Responsibilities of a state manager

For the reasons outlined above, I believe that it has to be a server. But at the same time I think it should be as small a piece as possible - definitely not a full-blown TACO, not concerned with orchestration of jobs, integration with third-party systems, or anything of that sort. It’s basically a “database of states” that:

exposes single state backend APIs as a regular state backend would (S3, http, remote, etc)
is aware of the dependency graph (which state depend on which outputs of other states)
stores up-to-date state of the DAG (which output got changed → which states need reapply)
exposes management endpoints (CRUD for state files and DAG edges)
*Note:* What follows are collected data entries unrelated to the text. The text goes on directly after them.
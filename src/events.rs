//! Event dispatch between the supervisory core and the host application.
//!
//! Every outward notification is enqueued on a single serial lane and
//! delivered by a dedicated dispatcher task, so listener callbacks never run
//! under the supervisor lock and observe status transitions in total order.

use std::sync::Arc;

use tokio::sync::{mpsc, oneshot};
use tokio::task::JoinHandle;

use crate::error::Error;
use crate::message::Message;
use crate::status::Status;

/// Host-side observer of connector events.
///
/// All methods have no-op defaults; implement only what you need. Callbacks
/// run on the connector's dispatch task, serially per client.
pub trait ConnectorListener: Send + Sync + 'static {
    /// The status changed from `old` to `new`. Never called with equal values.
    fn on_status(&self, old: &Status, new: &Status) {
        let _ = (old, new);
    }

    /// A message arrived from the transport. Delivered in arrival order.
    fn on_message(&self, message: Message) {
        let _ = message;
    }

    /// The transport reported a failure. Always delivered before the state
    /// machine settles or reopens.
    fn on_error(&self, error: &Error) {
        let _ = error;
    }

    /// The transport received a server trust challenge.
    fn on_challenge(&self, challenge: &TlsChallenge) -> ChallengeDisposition {
        let _ = challenge;
        ChallengeDisposition::UseDefault
    }
}

/// Listener that ignores everything. Used when the host installs none.
#[derive(Debug, Clone, Copy, Default)]
pub struct NoopListener;

impl ConnectorListener for NoopListener {}

/// How to answer a server trust challenge.
#[non_exhaustive]
#[derive(Debug, Clone, PartialEq, Eq)]
pub enum ChallengeDisposition {
    /// Let the transport perform its default evaluation.
    UseDefault,
    /// Reject this protection space and continue without credentials.
    Reject,
    /// Cancel the entire connection attempt.
    Cancel,
    /// Answer with the given client credential.
    UseCredential(ClientCredential),
}

/// Opaque client identity presented in response to a challenge.
#[non_exhaustive]
#[derive(Debug, Clone, PartialEq, Eq)]
pub struct ClientCredential {
    /// DER-encoded identity blob, interpreted by the transport.
    pub identity: Vec<u8>,
}

/// Description of a server trust challenge.
#[derive(Debug, Clone, PartialEq, Eq)]
pub struct TlsChallenge {
    /// Host of the protection space being challenged.
    pub host: String,
}

/// A challenge in flight: the description plus the completion handle the
/// transport blocks on.
#[derive(Debug)]
pub struct ServerChallenge {
    challenge: TlsChallenge,
    responder: oneshot::Sender<ChallengeDisposition>,
}

impl ServerChallenge {
    /// Pair a challenge with the receiver the transport awaits.
    #[must_use]
    pub fn new(challenge: TlsChallenge) -> (Self, oneshot::Receiver<ChallengeDisposition>) {
        let (responder, rx) = oneshot::channel();
        (
            Self {
                challenge,
                responder,
            },
            rx,
        )
    }

    /// The challenge description.
    #[must_use]
    pub fn challenge(&self) -> &TlsChallenge {
        &self.challenge
    }

    /// Answer the challenge. Dropping without answering reads as
    /// [`ChallengeDisposition::UseDefault`] on the transport side.
    pub fn answer(self, disposition: ChallengeDisposition) {
        let _ = self.responder.send(disposition);
    }
}

/// One queued outward notification.
#[derive(Debug)]
pub(crate) enum Event {
    Status { old: Status, new: Status },
    Message(Message),
    Error(Error),
    Challenge(ServerChallenge),
}

/// Sending half of the dispatch lane, held by the supervisor.
#[derive(Clone)]
pub(crate) struct DispatchHandle {
    tx: mpsc::UnboundedSender<Event>,
}

impl DispatchHandle {
    pub(crate) fn status(&self, old: Status, new: Status) {
        let _ = self.tx.send(Event::Status { old, new });
    }

    pub(crate) fn message(&self, message: Message) {
        let _ = self.tx.send(Event::Message(message));
    }

    pub(crate) fn error(&self, error: Error) {
        let _ = self.tx.send(Event::Error(error));
    }

    pub(crate) fn challenge(&self, challenge: ServerChallenge) {
        let _ = self.tx.send(Event::Challenge(challenge));
    }
}

/// Spawn the dispatcher task feeding `listener`.
pub(crate) fn spawn_dispatcher(
    listener: Arc<dyn ConnectorListener>,
) -> (DispatchHandle, JoinHandle<()>) {
    let (tx, mut rx) = mpsc::unbounded_channel();
    let task = tokio::spawn(async move {
        while let Some(event) = rx.recv().await {
            match event {
                Event::Status { old, new } => listener.on_status(&old, &new),
                Event::Message(message) => listener.on_message(message),
                Event::Error(error) => listener.on_error(&error),
                Event::Challenge(challenge) => {
                    let disposition = listener.on_challenge(challenge.challenge());
                    challenge.answer(disposition);
                }
            }
        }
    });
    (DispatchHandle { tx }, task)
}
Stretching the database parallel a bit, the DAG of dependencies is like a schema; it determines whether or not a data operation - eg apply - is valid.

Order of applies

Ensuring that applies run in the correct order is the main use case of higher-level constructs like Stacks. This is relatively straightforward locally in the CLI (terragrunt constructs an in-memory run queue), but a bit more tricky in a distributed setting when applies need to be serverside jobs (CI or “runs” in your favourite TACO). Hashicorp’s approach is “orchestration rules” and “deferred changes” for Stacks in HCP Cloud, but it strikes me as another example of “too much” functionality tied to an enterprise cloud offering. This stuff - the purely technical part of it - belongs in the open source land.

I think a more sensible approach would be to decouple execution from ordering. The state manager should expose an API to get the up-to-date state of the DAG. A client then can make the decision in which order to run the applies. A client can be a CLI on a developer’s laptop - the run-all scenario - or it can be a TACO like Atlantis or an orchestrator like Digger. If the client decides to run applies out of order that’s ok (a bit like force push in git) but that needs to be an explicit decision.